## Task prompt
Scan the records for lines with the word "BookingStatus", and copy every such line.

───

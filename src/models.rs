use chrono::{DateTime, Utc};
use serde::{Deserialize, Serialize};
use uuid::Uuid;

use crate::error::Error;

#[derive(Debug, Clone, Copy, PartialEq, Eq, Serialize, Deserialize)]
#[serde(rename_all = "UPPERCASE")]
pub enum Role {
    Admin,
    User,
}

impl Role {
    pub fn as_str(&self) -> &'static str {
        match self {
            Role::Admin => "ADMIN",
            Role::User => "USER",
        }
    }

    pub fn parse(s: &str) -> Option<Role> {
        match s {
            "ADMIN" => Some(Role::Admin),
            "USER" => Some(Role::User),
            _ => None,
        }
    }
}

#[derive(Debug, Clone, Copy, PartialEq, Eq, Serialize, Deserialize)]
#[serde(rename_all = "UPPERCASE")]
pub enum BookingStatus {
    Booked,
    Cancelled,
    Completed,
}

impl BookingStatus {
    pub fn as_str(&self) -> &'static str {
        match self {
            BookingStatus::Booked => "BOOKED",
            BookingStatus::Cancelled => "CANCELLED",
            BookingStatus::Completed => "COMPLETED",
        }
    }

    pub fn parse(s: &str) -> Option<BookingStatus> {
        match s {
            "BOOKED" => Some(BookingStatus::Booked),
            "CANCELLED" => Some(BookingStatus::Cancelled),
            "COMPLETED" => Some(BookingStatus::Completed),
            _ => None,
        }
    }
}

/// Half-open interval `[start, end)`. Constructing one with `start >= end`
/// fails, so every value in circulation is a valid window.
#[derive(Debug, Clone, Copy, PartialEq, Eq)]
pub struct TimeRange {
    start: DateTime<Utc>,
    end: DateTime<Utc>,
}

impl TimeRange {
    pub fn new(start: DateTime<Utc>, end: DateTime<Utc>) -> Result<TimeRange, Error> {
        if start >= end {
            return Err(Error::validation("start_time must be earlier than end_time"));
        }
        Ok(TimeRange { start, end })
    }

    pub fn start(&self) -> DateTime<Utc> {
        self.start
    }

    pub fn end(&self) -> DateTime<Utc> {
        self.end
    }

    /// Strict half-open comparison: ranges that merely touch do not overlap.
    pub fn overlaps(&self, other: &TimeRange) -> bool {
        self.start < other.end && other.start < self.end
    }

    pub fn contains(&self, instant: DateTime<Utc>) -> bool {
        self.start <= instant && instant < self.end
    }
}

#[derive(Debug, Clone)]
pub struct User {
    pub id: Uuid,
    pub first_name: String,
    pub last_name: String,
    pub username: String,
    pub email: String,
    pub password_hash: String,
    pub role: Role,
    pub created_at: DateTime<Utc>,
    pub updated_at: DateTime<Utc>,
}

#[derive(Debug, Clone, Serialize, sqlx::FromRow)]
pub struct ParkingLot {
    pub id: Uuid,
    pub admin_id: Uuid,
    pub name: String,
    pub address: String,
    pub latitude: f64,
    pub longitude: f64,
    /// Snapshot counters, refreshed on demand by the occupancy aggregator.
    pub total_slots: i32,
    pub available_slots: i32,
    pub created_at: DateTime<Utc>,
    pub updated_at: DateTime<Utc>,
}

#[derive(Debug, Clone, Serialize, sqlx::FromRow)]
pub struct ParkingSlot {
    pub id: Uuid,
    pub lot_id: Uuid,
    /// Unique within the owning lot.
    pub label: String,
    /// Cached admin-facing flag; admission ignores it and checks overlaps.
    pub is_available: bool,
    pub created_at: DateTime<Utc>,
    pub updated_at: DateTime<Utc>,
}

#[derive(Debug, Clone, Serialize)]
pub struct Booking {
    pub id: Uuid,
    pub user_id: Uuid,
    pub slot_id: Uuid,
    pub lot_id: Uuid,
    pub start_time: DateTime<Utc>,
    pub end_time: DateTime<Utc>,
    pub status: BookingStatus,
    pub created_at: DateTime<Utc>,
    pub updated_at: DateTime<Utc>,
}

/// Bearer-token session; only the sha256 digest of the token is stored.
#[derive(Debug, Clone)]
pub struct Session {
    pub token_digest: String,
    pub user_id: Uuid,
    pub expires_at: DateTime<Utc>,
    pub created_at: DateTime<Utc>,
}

───

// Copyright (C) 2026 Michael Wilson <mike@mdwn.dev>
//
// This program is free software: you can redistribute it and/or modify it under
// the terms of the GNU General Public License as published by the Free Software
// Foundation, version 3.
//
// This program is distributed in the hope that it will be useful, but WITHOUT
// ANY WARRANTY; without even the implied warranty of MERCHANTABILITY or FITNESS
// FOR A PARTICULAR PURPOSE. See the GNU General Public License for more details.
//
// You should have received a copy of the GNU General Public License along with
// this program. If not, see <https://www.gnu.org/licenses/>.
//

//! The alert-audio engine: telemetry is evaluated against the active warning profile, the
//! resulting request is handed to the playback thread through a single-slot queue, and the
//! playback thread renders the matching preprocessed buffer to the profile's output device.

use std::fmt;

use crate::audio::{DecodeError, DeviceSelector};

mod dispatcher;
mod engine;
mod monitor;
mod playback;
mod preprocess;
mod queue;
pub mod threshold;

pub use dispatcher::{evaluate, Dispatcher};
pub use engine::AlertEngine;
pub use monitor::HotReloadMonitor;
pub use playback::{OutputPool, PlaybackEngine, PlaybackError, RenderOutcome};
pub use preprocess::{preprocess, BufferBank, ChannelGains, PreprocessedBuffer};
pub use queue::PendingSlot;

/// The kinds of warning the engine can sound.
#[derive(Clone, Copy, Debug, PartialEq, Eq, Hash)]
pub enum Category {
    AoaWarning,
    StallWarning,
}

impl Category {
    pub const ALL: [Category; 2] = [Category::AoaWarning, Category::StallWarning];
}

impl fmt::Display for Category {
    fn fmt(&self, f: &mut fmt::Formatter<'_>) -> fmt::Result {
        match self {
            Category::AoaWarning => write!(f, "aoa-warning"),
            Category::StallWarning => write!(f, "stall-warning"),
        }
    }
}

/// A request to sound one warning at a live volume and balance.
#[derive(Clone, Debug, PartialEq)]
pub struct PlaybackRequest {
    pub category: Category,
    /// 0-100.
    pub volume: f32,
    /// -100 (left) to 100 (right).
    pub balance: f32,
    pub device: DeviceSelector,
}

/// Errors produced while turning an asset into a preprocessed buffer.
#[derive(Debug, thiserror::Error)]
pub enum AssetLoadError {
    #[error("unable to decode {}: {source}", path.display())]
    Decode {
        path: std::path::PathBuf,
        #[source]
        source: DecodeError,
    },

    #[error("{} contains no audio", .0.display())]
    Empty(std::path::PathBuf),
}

───

## Completed exercise
pub enum BookingStatus {
impl BookingStatus {
            BookingStatus::Booked => "BOOKED",
            BookingStatus::Cancelled => "CANCELLED",
            BookingStatus::Completed => "COMPLETED",
    pub fn parse(s: &str) -> Option<BookingStatus> {
            "BOOKED" => Some(BookingStatus::Booked),
            "CANCELLED" => Some(BookingStatus::Cancelled),
            "COMPLETED" => Some(BookingStatus::Completed),
    pub status: BookingStatus,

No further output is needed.